Lazy Symbolic Execution, Counterfactual Examples and Haskell Constraint Solving
G2 is a symbolic execution engine for non-strict functional languages, such as Haskell. Although symbolic execution has been widely applied to languages with strict semantics, symbolic execution for lazily evaluated languages is less explored. In this talk, I will describe the design of the engine, and the lazy reduction rules it uses to reduce expressions to a normal form.
In addition to presenting the design of G2, I will describe how we have applied G2 to two different use cases. First, I will present counterfactual symbolic execution, a new technique to debug modular verification errors. Using counterfactual symbolic execution, users can diagnose verification errors that arise due to weak specifications, rather than bugs in their code. To demonstrate the effectiveness of the technique, I will present an evaluation on a collection of verification errors, gathered from students learning to use LiquidHaskell. As a second use case, I will describe a library, G2Q, that allows constraints to be written as Haskell predicates, and solved during the runtime of a Haskell program.
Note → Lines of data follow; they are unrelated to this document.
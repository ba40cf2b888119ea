//! Reporting reductions over certified documents.
//!
//! Every report here is a pure function of a document slice and a period;
//! nothing is cached or streamed.

pub mod cash_closure;
pub mod management;
pub mod period;
pub mod saft;
pub mod statement;
pub mod tax_map;

#[cfg(test)]
pub(crate) mod fixtures;

pub use cash_closure::{CashClosure, CashClosureInput, close_cash_register};
pub use management::{ItemRow, ManagementReport, ReportBucket, TopSeller, management_report};
pub use period::ReportingPeriod;
pub use saft::{SaftKind, SaftSummary, SaftTypeSummary, saft_purchase_summary, saft_sales_summary};
pub use statement::{ClientStatement, StatementEntry, client_statement};
pub use tax_map::{TaxMap, TaxMapRow, TaxMapTotals, purchase_tax_map, sales_tax_map};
As opposed to directly calling an SMT solver or using an SMT solver’s API, G2Q predicates are significantly shorter, and allow reusing datatypes and functions defined in Haskell libraries. In addition to presenting the design of the library, I will show several examples of how it can be used.
Bill Hallahan is a graduate student of Computer Student at Yale University, advised by Ruzica Piskac. Recently, his research has focused on techniques for symbolic execution and program synthesis. In the past, he has worked on applying formal methods to computer networks, including the development of techniques to automatically repair firewalls, and to verify P4 programs.